Gather, from the data below, each line in which the word "exists" occurs.
[Material shown Boundary: Start]
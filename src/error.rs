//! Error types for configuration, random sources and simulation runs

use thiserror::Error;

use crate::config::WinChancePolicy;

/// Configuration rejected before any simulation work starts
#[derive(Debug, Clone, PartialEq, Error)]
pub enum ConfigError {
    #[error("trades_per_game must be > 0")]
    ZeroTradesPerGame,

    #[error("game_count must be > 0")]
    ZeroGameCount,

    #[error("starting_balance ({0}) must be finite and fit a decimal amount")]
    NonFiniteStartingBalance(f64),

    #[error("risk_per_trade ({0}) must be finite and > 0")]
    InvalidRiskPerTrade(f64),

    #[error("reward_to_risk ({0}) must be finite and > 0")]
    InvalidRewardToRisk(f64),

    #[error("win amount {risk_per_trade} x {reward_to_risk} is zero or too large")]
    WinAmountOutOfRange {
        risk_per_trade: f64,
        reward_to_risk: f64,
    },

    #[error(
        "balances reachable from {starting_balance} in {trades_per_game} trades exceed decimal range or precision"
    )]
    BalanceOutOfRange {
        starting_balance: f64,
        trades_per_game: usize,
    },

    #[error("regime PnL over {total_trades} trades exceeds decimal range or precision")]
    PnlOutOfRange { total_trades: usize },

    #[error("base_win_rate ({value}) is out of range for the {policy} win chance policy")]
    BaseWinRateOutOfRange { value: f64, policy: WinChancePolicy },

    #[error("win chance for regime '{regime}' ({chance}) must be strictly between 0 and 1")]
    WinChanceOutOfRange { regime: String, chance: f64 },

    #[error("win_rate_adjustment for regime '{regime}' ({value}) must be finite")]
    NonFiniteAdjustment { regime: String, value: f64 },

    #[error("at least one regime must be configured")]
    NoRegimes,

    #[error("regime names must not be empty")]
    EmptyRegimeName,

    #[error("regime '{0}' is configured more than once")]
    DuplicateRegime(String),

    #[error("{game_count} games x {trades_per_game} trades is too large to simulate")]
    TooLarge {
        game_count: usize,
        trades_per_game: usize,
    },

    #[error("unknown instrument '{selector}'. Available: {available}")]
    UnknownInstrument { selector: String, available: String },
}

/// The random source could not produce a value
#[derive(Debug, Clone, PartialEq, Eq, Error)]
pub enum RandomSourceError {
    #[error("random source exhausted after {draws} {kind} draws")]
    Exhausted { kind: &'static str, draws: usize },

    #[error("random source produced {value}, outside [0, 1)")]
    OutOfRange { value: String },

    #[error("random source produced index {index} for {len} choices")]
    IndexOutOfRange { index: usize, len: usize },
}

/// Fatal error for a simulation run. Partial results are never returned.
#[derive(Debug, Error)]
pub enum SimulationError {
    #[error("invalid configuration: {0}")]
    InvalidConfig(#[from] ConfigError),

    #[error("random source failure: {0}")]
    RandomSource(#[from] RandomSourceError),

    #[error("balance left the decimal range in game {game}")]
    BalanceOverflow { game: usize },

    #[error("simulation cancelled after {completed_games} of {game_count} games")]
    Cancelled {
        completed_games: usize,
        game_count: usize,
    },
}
[Material shown Boundary: End]
[Material shown Boundary: Start]
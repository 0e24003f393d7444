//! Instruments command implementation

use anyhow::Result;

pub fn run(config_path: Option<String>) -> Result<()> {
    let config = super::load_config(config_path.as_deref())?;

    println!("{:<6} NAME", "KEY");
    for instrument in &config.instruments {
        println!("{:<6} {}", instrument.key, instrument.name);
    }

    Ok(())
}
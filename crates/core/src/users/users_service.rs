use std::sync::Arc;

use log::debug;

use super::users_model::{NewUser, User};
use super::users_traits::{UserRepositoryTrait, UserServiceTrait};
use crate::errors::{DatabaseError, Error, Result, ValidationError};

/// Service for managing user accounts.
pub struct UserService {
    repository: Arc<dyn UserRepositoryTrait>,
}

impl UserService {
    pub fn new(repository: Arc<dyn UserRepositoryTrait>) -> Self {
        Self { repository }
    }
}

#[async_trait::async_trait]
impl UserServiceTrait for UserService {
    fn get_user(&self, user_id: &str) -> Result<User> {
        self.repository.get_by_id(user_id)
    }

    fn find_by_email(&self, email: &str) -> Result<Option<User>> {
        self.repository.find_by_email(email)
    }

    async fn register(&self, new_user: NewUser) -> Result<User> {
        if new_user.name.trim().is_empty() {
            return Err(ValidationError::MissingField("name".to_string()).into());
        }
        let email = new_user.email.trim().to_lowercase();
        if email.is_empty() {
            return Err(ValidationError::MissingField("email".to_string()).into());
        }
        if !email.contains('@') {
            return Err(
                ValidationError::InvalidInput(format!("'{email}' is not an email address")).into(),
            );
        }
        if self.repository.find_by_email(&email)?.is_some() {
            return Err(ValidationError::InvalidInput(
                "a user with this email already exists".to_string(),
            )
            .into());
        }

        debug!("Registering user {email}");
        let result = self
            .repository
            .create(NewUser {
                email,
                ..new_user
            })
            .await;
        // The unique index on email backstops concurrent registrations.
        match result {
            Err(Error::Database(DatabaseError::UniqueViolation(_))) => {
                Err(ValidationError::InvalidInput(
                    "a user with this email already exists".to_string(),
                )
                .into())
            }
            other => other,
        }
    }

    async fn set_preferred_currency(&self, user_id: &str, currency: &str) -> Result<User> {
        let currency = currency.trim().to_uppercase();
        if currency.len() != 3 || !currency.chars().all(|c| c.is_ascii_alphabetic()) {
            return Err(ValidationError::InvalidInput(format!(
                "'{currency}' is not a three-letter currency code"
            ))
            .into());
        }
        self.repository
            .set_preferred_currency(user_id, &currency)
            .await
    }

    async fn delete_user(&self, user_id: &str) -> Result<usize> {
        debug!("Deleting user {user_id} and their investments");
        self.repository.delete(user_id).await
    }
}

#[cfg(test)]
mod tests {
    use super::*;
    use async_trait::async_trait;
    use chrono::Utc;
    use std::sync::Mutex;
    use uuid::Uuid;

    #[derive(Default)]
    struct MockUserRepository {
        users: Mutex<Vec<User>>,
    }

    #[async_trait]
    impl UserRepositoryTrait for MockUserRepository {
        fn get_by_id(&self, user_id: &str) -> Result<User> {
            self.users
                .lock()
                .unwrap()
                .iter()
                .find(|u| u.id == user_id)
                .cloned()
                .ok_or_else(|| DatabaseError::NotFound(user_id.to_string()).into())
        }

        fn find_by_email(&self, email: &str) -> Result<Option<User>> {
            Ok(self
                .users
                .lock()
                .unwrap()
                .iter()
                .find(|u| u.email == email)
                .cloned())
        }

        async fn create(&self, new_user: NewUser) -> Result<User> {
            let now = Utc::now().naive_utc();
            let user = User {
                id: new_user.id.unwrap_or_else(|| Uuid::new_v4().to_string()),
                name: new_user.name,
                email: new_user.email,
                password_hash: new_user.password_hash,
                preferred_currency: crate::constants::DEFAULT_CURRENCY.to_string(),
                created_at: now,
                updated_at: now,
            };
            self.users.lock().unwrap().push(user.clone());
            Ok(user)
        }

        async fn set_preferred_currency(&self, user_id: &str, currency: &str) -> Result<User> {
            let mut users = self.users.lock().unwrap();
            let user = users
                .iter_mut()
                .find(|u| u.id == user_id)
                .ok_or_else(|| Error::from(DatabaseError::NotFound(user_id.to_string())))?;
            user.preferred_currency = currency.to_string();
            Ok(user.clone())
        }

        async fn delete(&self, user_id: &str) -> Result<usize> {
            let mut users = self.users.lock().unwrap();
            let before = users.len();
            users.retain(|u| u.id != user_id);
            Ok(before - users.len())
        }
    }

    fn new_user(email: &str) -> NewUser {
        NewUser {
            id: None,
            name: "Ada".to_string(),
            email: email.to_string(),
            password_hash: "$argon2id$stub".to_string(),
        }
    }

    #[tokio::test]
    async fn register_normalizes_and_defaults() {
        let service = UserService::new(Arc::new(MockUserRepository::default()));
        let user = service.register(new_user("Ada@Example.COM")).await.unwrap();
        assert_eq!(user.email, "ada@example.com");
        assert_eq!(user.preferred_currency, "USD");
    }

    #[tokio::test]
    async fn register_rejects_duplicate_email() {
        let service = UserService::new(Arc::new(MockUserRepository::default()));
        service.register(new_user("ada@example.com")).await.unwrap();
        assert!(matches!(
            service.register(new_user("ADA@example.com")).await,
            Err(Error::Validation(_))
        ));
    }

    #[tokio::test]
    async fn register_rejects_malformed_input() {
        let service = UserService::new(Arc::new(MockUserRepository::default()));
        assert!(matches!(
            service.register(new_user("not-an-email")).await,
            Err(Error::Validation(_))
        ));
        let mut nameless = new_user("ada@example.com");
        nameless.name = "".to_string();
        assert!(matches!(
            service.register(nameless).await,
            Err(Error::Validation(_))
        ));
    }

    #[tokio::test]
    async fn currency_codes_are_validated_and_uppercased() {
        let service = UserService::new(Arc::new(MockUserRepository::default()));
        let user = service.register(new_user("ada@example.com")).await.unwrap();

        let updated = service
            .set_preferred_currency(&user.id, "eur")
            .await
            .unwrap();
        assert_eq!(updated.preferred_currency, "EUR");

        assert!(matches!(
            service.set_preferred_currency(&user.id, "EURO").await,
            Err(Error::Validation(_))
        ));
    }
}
[Material shown Boundary: End]
[Material shown Boundary: Start]
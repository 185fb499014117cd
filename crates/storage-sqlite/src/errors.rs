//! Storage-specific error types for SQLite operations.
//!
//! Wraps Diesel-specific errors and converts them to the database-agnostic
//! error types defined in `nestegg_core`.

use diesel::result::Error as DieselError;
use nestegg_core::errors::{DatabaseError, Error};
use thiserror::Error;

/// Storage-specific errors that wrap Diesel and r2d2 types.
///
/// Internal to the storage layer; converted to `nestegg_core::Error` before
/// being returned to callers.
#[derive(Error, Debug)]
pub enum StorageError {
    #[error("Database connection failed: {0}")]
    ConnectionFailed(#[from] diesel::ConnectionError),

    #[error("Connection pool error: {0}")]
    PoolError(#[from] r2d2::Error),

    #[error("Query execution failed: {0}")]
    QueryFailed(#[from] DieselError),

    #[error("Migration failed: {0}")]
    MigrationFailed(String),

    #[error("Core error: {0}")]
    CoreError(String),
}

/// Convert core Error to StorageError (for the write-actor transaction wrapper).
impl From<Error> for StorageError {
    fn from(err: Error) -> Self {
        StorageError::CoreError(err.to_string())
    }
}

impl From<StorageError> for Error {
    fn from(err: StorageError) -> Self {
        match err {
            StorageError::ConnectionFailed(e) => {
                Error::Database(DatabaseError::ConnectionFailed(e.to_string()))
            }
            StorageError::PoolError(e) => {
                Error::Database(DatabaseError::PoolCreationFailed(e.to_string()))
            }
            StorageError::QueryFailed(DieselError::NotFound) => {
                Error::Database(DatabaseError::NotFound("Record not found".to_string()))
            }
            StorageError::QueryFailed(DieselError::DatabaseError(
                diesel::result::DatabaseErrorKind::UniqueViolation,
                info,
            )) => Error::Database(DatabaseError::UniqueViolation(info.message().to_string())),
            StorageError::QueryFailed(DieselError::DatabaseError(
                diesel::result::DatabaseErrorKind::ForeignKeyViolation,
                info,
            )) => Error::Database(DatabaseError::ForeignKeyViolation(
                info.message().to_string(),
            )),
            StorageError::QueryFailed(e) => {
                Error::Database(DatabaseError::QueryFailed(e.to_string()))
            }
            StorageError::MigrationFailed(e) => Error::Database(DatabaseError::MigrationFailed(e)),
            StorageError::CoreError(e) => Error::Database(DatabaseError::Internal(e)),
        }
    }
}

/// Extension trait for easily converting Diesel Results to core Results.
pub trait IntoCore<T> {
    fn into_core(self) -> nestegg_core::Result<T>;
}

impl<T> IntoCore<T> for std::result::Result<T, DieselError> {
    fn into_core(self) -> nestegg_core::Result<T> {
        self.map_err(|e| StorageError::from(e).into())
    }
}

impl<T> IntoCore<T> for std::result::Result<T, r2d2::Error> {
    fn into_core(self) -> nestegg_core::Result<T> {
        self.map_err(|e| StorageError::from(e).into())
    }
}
[Material shown Boundary: End]
# Expected output:
                "a user with this email already exists".to_string(),
                    "a user with this email already exists".to_string(),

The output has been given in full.